In [1]:
# implement move generation functions
# currently in move_generation.py, needs to be updated if bitboard_implementation gets updated
# made using jupyter nbconvert --to script your_notebook.ipynb

import move_generation as mg
import random

In [2]:
# the starting game state, the convention in this engine is that the first 6 bitboards represent white, represented by 0
# white
white_pawn = int('0000000011111111000000000000000000000000000000000000000000000000', 2)
white_rook = int('1000000100000000000000000000000000000000000000000000000000000000', 2)
white_knight = int('0100001000000000000000000000000000000000000000000000000000000000', 2)
white_bishop = int('0010010000000000000000000000000000000000000000000000000000000000', 2)
white_queen = int('0000100000000000000000000000000000000000000000000000000000000000', 2)
white_king = int('0001000000000000000000000000000000000000000000000000000000000000', 2)

# black
black_pawn = int('0000000000000000000000000000000000000000000000001111111100000000', 2)
black_rook = int('0000000000000000000000000000000000000000000000000000000010000001', 2)
black_knight = int('0000000000000000000000000000000000000000000000000000000001000010', 2)
black_bishop = int('0000000000000000000000000000000000000000000000000000000000100100', 2)
black_queen = int('0000000000000000000000000000000000000000000000000000000000001000', 2)
black_king = int('0000000000000000000000000000000000000000000000000000000000010000', 2)

# en passant
white_en_passant = 0
black_en_passant = 0

# castling_rights
white_long_castle = True
white_short_castle = True
black_long_castle = True
black_short_castle = True

initial_game_state = [white_pawn, white_rook, white_knight, white_bishop, white_queen, white_king, black_pawn, black_rook, black_knight, black_bishop, black_queen, black_king, white_en_passant, black_en_passant, white_long_castle, white_short_castle, black_long_castle, black_short_castle]

In [3]:
color = 0
# generate pseudo-legal moves
plms = mg.move_generator(initial_game_state, color)
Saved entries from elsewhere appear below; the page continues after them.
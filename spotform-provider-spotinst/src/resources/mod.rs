//! Resource type definitions
//!
//! Each submodule describes one resource type: its static configuration
//! (endpoint object, not-found code, retried create errors) and the field
//! registry that maps user attributes onto the vendor model.

pub mod elastigroup_aws;
pub mod elastigroup_aws_beanstalk;
pub mod elastigroup_azure_v3;
pub mod elastigroup_gcp;
pub mod health_check;
pub mod managed_instance_aws;
pub mod multai_balancer;
pub mod ocean_aks_virtual_node_group;
pub mod stateful_node_azure;

use std::collections::HashMap;

use spotform_core::field::RegistryError;
use spotform_core::schema::ResourceSchema;

use crate::client::ClientError;
use crate::provider::{ManagedResource, ResourceHandler};

/// Create error raised while a freshly created IAM instance profile is not
/// yet visible to EC2
pub const IAM_PROFILE_NOT_READY: RetryOn = RetryOn {
    code: "InvalidParameterValue",
    message: "Invalid IAM Instance Profile",
};

/// API error that makes a create call worth retrying
#[derive(Debug, Clone, Copy, PartialEq, Eq)]
pub struct RetryOn {
    pub code: &'static str,
    pub message: &'static str,
}

impl RetryOn {
    pub fn matches(&self, err: &ClientError) -> bool {
        err.matches(self.code, self.message)
    }
}

/// Static configuration of a resource type
#[derive(Debug, Clone, Copy)]
pub struct ResourceConfig {
    /// Type name used in configuration files (e.g., "spotinst_elastigroup_aws")
    pub type_name: &'static str,
    /// Object name used in log lines (e.g., "Group")
    pub label: &'static str,
    /// Error code the API answers with when the object does not exist
    pub not_found_code: &'static str,
    /// Create errors that are retried until the time budget runs out
    pub retry_on: Option<RetryOn>,
    pub description: &'static str,
}

// Modules after `custom:` provide their own `handler()` instead of a plain
// field registry
macro_rules! managed_resources {
    ($($module:ident),* $(,)?; custom: $($custom:ident),* $(,)?) => {
        /// Handlers for every resource type this provider manages
        pub(crate) fn handlers() -> Result<Vec<Box<dyn ResourceHandler>>, RegistryError> {
            Ok(vec![
                $(Box::new(ManagedResource::new($module::CONFIG, $module::fields()?)?),)*
                $($custom::handler()?,)*
            ])
        }

        /// Names of every resource type this provider manages
        pub fn type_names() -> Vec<&'static str> {
            vec![$($module::CONFIG.type_name,)* $($custom::CONFIG.type_name,)*]
        }
    };
}

managed_resources!(
    elastigroup_aws,
    elastigroup_gcp,
    elastigroup_azure_v3,
    health_check,
    managed_instance_aws,
    multai_balancer,
    ocean_aks_virtual_node_group,
    stateful_node_azure;
    custom: elastigroup_aws_beanstalk,
);

/// Schemas of every managed resource type, keyed by type name
///
/// Needs no credentials; used to validate configuration offline.
pub fn schemas() -> Result<HashMap<String, ResourceSchema>, RegistryError> {
    Ok(handlers()?
        .into_iter()
        .map(|handler| (handler.type_name().to_string(), handler.schema()))
        .collect())
}

#[cfg(test)]
mod tests {
    use super::*;
    use crate::client::ApiError;

    #[test]
    fn every_registry_builds() {
        let handlers = handlers().unwrap();
        assert_eq!(handlers.len(), type_names().len());
        for (handler, name) in handlers.iter().zip(type_names()) {
            assert_eq!(handler.type_name(), name);
            assert!(!handler.schema().attributes.is_empty());
        }
    }

    #[test]
    fn schemas_cover_every_type() {
        let schemas = schemas().unwrap();
        for name in type_names() {
            assert_eq!(schemas[name].resource_type, name);
        }
    }

    #[test]
    fn iam_profile_errors_are_recognized() {
        let err = ClientError::Api {
            status: 400,
            errors: vec![ApiError {
                code: "InvalidParameterValue".to_string(),
                message: "Invalid IAM Instance Profile name: role-x".to_string(),
            }],
        };
        assert!(IAM_PROFILE_NOT_READY.matches(&err));
        assert!(!IAM_PROFILE_NOT_READY.matches(&ClientError::EmptyResponse));
    }
}
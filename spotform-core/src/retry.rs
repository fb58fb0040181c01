//! Retry - Bounded retry loop for remote calls
//!
//! An operation classifies each failure as retryable or not. Retryable
//! failures are retried with a doubling delay until the policy's time
//! budget runs out; the last underlying error is then returned unchanged.

use std::future::Future;
use std::time::Duration;

use log::warn;
use tokio::time::{Instant, sleep};

/// Failure of one attempt
#[derive(Debug)]
pub enum RetryError<E> {
    /// Transient failure, try again
    Retryable(E),
    /// Permanent failure, stop immediately
    NonRetryable(E),
}

impl<E> RetryError<E> {
    pub fn into_inner(self) -> E {
        match self {
            RetryError::Retryable(e) | RetryError::NonRetryable(e) => e,
        }
    }
}

/// Time budget and backoff of a retry loop
#[derive(Debug, Clone, PartialEq)]
pub struct RetryPolicy {
    pub timeout: Duration,
    pub initial_delay: Duration,
    pub max_delay: Duration,
}

impl RetryPolicy {
    /// Default budget for create calls
    pub const DEFAULT_TIMEOUT: Duration = Duration::from_secs(60);

    pub fn with_timeout(timeout: Duration) -> Self {
        Self {
            timeout,
            ..Self::default()
        }
    }
}

impl Default for RetryPolicy {
    fn default() -> Self {
        Self {
            timeout: Self::DEFAULT_TIMEOUT,
            initial_delay: Duration::from_millis(500),
            max_delay: Duration::from_secs(10),
        }
    }
}

/// Run `op` until it succeeds, fails permanently, or the budget is spent
pub async fn retry<T, E, F, Fut>(policy: &RetryPolicy, mut op: F) -> Result<T, E>
where
    F: FnMut() -> Fut,
    Fut: Future<Output = Result<T, RetryError<E>>>,
    E: std::fmt::Display,
{
    let deadline = Instant::now() + policy.timeout;
    let mut delay = policy.initial_delay;
    let mut attempt = 1u32;

    loop {
        let err = match op().await {
            Ok(value) => return Ok(value),
            Err(RetryError::NonRetryable(e)) => return Err(e),
            Err(RetryError::Retryable(e)) => e,
        };

        let now = Instant::now();
        if now >= deadline {
            return Err(err);
        }

        let wait = delay.min(deadline - now);
        warn!(
            "attempt {} failed with a retryable error, retrying in {:?}: {}",
            attempt, wait, err
        );
        sleep(wait).await;

        delay = (delay * 2).min(policy.max_delay);
        attempt += 1;
    }
}

#[cfg(test)]
mod tests {
    use super::*;
    use std::sync::Arc;
    use std::sync::atomic::{AtomicUsize, Ordering};

    fn quick(timeout_ms: u64) -> RetryPolicy {
        RetryPolicy {
            timeout: Duration::from_millis(timeout_ms),
            initial_delay: Duration::from_millis(1),
            max_delay: Duration::from_millis(4),
        }
    }

    #[test]
    fn default_policy_has_one_minute_budget() {
        let policy = RetryPolicy::default();
        assert_eq!(policy.timeout, Duration::from_secs(60));
        assert!(policy.initial_delay < policy.max_delay);
    }

    #[tokio::test]
    async fn succeeds_after_transient_failures() {
        let calls = Arc::new(AtomicUsize::new(0));
        let counter = calls.clone();

        let result: Result<&str, String> = retry(&quick(2_000), || {
            let counter = counter.clone();
            async move {
                if counter.fetch_add(1, Ordering::SeqCst) < 2 {
                    Err(RetryError::Retryable("Invalid IAM Instance Profile".to_string()))
                } else {
                    Ok("sig-1")
                }
            }
        })
        .await;

        assert_eq!(result, Ok("sig-1"));
        assert_eq!(calls.load(Ordering::SeqCst), 3);
    }

    #[tokio::test]
    async fn permanent_failure_is_not_retried() {
        let calls = Arc::new(AtomicUsize::new(0));
        let counter = calls.clone();

        let result: Result<(), String> = retry(&quick(2_000), || {
            let counter = counter.clone();
            async move {
                counter.fetch_add(1, Ordering::SeqCst);
                Err(RetryError::NonRetryable("GROUP_DOESNT_EXIST".to_string()))
            }
        })
        .await;

        assert_eq!(result, Err("GROUP_DOESNT_EXIST".to_string()));
        assert_eq!(calls.load(Ordering::SeqCst), 1);
    }

    #[tokio::test]
    async fn exhausted_budget_returns_last_error_verbatim() {
        let calls = Arc::new(AtomicUsize::new(0));
        let counter = calls.clone();

        let result: Result<(), String> = retry(&quick(20), || {
            let counter = counter.clone();
            async move {
                let n = counter.fetch_add(1, Ordering::SeqCst);
                Err(RetryError::Retryable(format!("attempt {}", n)))
            }
        })
        .await;

        let attempts = calls.load(Ordering::SeqCst);
        assert!(attempts > 1);
        assert_eq!(result, Err(format!("attempt {}", attempts - 1)));
    }
}
#[cfg(test)]
mod tests {
    use super::*;
    use spotform_core::wrapper::ResourceWrapper;
    use std::collections::HashMap;

    fn wrapper() -> ResourceWrapper<Group> {
        ResourceWrapper::new(CONFIG.type_name, fields().unwrap()).unwrap()
    }

    fn network_interfaces() -> Value {
        let first = BlockBuilder::new()
            .set(NETWORK, Some("default"))
            .nested(
                ACCESS_CONFIGS,
                vec![
                    BlockBuilder::new()
                        .set(ACCESS_CONFIG_NAME, Some("external"))
                        .set(ACCESS_CONFIG_TYPE, Some("ONE_TO_ONE_NAT"))
                        .build(),
                ],
            )
            .build();
        let second = BlockBuilder::new()
            .set(NETWORK, Some("internal"))
            .nested(
                ALIAS_IP_RANGES,
                vec![
                    BlockBuilder::new()
                        .set(IP_CIDR_RANGE, Some("10.128.0.0/24"))
                        .set(SUBNETWORK_RANGE_NAME, Some("pods"))
                        .build(),
                ],
            )
            .build();
        Value::List(vec![first, second])
    }

    fn config() -> HashMap<String, Value> {
        let mut attrs = HashMap::new();
        attrs.insert(NAME.to_string(), Value::from("eg-gcp"));
        attrs.insert(MIN_SIZE.to_string(), Value::Int(0));
        attrs.insert(MAX_SIZE.to_string(), Value::Int(2));
        attrs.insert(NETWORK_INTERFACE.to_string(), network_interfaces());
        attrs
    }

    #[test]
    fn network_interfaces_round_trip() {
        let wrapper = wrapper();
        let group = wrapper
            .on_create(None, &ResourceData::new(config()))
            .unwrap();

        let interfaces = group.compute.as_ref().unwrap().network_interfaces.as_ref().unwrap();
        assert_eq!(interfaces.len(), 2);
        assert_eq!(interfaces[1].alias_ip_ranges.as_ref().unwrap().len(), 1);

        let mut state = ResourceData::for_read("sig-gcp");
        wrapper.on_read(&group, &mut state).unwrap();
        assert_eq!(state.into_attributes(), config());
    }

    #[test]
    fn gpu_requires_type() {
        let mut attrs = config();
        attrs.insert(
            GPU.to_string(),
            Value::List(vec![BlockBuilder::new().set(GPU_COUNT, Some(Value::Int(1))).build()]),
        );
        let err = wrapper()
            .on_create(None, &ResourceData::new(attrs))
            .unwrap_err();
        assert_eq!(err, FieldError::missing(GPU, GPU_TYPE));
    }

    #[test]
    fn scheduled_task_update() {
        let task = BlockBuilder::new()
            .set(TASK_TYPE, Some("setCapacity"))
            .set(TASK_CRON_EXPRESSION, Some("0 1 * * *"))
            .set(TASK_TARGET_CAPACITY, Some(Value::Int(3)))
            .build();
        let mut current = config();
        current.insert(SCHEDULED_TASK.to_string(), Value::List(vec![task]));

        let data = ResourceData::for_update("sig-gcp", config(), current);
        let (changed, group) = wrapper().on_update(&data).unwrap();

        assert!(changed);
        let tasks = group.scheduling.unwrap().tasks.unwrap();
        assert_eq!(tasks[0].target_capacity, Some(3));
        assert!(group.name.is_none());
    }
}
# turn pseudo-legal moves into legal moves
lms = mg.pseudo_to_legal(plms, initial_game_state, color)

# visualize
#for s in lms:
    #mg.print_board(s)

### Classical Monte Carlo Tree Search

https://www.youtube.com/watch?v=UXW2yZndl7U&t=771s

apply a value to each node using the upper confidence bound one applied to trees (UCT).

UCT for a state $S_i$: 
$UCT(S_i) = w_i/n_i + c*sqrt(ln(N_i)/n_i$

with $w_i$: the amount of wins
$n_i$: the amount of visits
$c$: exploration parameter
$N_i$: the amount of visists of the parent node

$w_i/n_i$ is the exploitation part

$c*sqrt(ln(N_i)/n_i$ is the exploration part

punish many iterations through the same nodes to encourage a more diverse exploration of the underlying nodes of a given state


1. calculate all possible moves from the current state
2. UCT will be infinite for all possible moves since none will have been visited yet
3. so we'll have to do a rollout for each leaf node (every possible move is a leaf node)
    - a rollout consists of doing random actions starting from the leaf node to a terminal state
    - a terminal state has a value (win or lose in chess)
3. add terminal value to the value of the initial leaf node (which had value 0 to start) and the initial state (also had value 0 to start)
4. recalculate UCT for all leaf nodes 

In [4]:
color = 0
# generate pseudo-legal moves
plms = mg.move_generator(initial_game_state, color)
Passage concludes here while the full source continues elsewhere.